§ **Items from a data source**:
━━━━━━━━━━━━━━━━━━━━

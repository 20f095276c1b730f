//! Channel-decomposed colors.

use std::fmt;

use serde::Serialize;

/// A color with 8-bit alpha, red, green and blue channels.
///
/// Status-line markup and command-line options both spell colors as a
/// single `0xAARRGGBB` word; [`Color::from_argb`] splits it.
#[derive(Copy, Clone, Eq, PartialEq, Hash, Debug, Default, Serialize)]
pub struct Color {
    pub alpha: u8,
    pub red: u8,
    pub green: u8,
    pub blue: u8,
}

impl Color {
    /// Opaque white, the default foreground.
    pub const WHITE: Color = Color::from_argb(0xFFFF_FFFF);
    /// Opaque black, the default background.
    pub const BLACK: Color = Color::from_argb(0xFF00_0000);

    /// Decompose a packed `0xAARRGGBB` word.
    #[inline]
    pub const fn from_argb(argb: u32) -> Self {
        let [alpha, red, green, blue] = argb.to_be_bytes();
        Color {
            alpha,
            red,
            green,
            blue,
        }
    }

    /// Pack back into `0xAARRGGBB`.
    #[inline]
    pub const fn to_argb(self) -> u32 {
        u32::from_be_bytes([self.alpha, self.red, self.green, self.blue])
    }
}

impl fmt::Display for Color {
    fn fmt(&self, f: &mut fmt::Formatter<'_>) -> fmt::Result {
        write!(f, "0x{:08X}", self.to_argb())
    }
}
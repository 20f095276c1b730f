//! statbar CLI

use clap::Parser;
use statbar::{init_tracing, run, Bar, Cli, RunError};
use statbar_diagnostic::TracingSink;

fn main() {
    let cli = Cli::parse();
    init_tracing();

    if let Err(err) = start(&cli) {
        eprintln!("statbar: {err}");
        std::process::exit(1);
    }
}

fn start(cli: &Cli) -> Result<(), RunError> {
    let config = cli.to_config(TracingSink::new());
    let bar = Bar::new(config);
    run(&bar, std::io::stdin().lock(), std::io::stdout().lock(), cli.output)
}
//! Parser for statbar's one-line formatting markup.
//!
//! A status line such as `{F1cpu}{AR{CF0xFFFF0000load}}` is split by the
//! [`tokenizer`] into directive prefixes, numbers, color literals and
//! single characters, then folded by the [`scanner`] into an ordered list
//! of [`Piece`]s, each carrying one [`statbar_ir::Style`].
//!
//! # Grammar
//!
//! ```text
//! line      := segment*
//! segment   := literal_char | directive | escape
//! directive := "{F" int | "{S" signed_int ("," int)* | "{CF" hexcolor
//!            | "{CB" hexcolor | "{AR" | "{" segment* "}"
//! escape    := "\" any_token
//! ```
//!
//! Directive scopes end at the matching `}`. Plain `{ }` pairs group text
//! without changing style and are stripped from the output.
//!
//! Malformed input never fails: bad directive arguments are reported to a
//! [`statbar_diagnostic::DiagnosticSink`] and kept as literal text.

pub mod scanner;
pub mod tokenizer;

pub use scanner::{parse_line, scan_line, Scanner};
pub use statbar_ir::Piece;
pub use tokenizer::{split_token, EndOfLine, Token, TokenKind, Tokenizer};
//! Character-cell rendering of a frame.
//!
//! Stands in for a pixel surface: every `char` is one unit wide and each
//! window is one row of cells.

use statbar_layout::{DrawOp, FontSpec, Frame, FrameWindow, TextMeasure};

/// Measures text in character cells.
#[derive(Copy, Clone, Debug, Default)]
pub struct CellMeasure;

impl TextMeasure for CellMeasure {
    fn measure(&self, _font: &FontSpec, text: &str) -> u32 {
        u32::try_from(text.chars().count()).unwrap_or(u32::MAX)
    }
}

/// One window's row of cells.
#[derive(Clone, Debug, Eq, PartialEq)]
pub struct CellSurface {
    cells: Vec<char>,
}

impl CellSurface {
    pub fn new(width: u32) -> Self {
        CellSurface {
            cells: vec![' '; width as usize],
        }
    }

    pub fn width(&self) -> usize {
        self.cells.len()
    }

    /// Paint an op's characters, clipped to the surface.
    pub fn paint(&mut self, op: &DrawOp) {
        for (offset, ch) in op.text.chars().enumerate() {
            let Ok(offset) = i64::try_from(offset) else {
                break;
            };
            let Ok(x) = usize::try_from(op.x + offset) else {
                continue;
            };
            match self.cells.get_mut(x) {
                Some(cell) => *cell = ch,
                None => break,
            }
        }
    }

    /// The row's contents without trailing blanks.
    pub fn contents(&self) -> String {
        let row: String = self.cells.iter().collect();
        row.trim_end().to_string()
    }
}

/// Paint every op of `frame` onto its window's surface.
pub fn paint_frame(frame: &Frame) -> Vec<(FrameWindow, CellSurface)> {
    frame
        .windows
        .iter()
        .map(|window| {
            let mut surface = CellSurface::new(window.width);
            for op in frame.ops_for(window.index) {
                surface.paint(op);
            }
            (*window, surface)
        })
        .collect()
}

/// One output line per window, prefixed by the window index.
pub fn render_text(frame: &Frame) -> Vec<String> {
    paint_frame(frame)
        .into_iter()
        .map(|(window, surface)| format!("{}: {}", window.index, surface.contents()))
        .collect()
}

#[cfg(test)]
mod tests;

━━━━━━━━━━━━━━━━━━━━

Print the records above verbatim from their first line to the line containing "Debug, Default, Serialize)]", both included, and stop there.

repository 20f095276c1b730f
//! Channel-decomposed colors.

use std::fmt;

use serde::Serialize;

/// A color with 8-bit alpha, red, green and blue channels.
///
/// Status-line markup and command-line options both spell colors as a
/// single `0xAARRGGBB` word; [`Color::from_argb`] splits it.
#[derive(Copy, Clone, Eq, PartialEq, Hash, Debug, Default, Serialize)]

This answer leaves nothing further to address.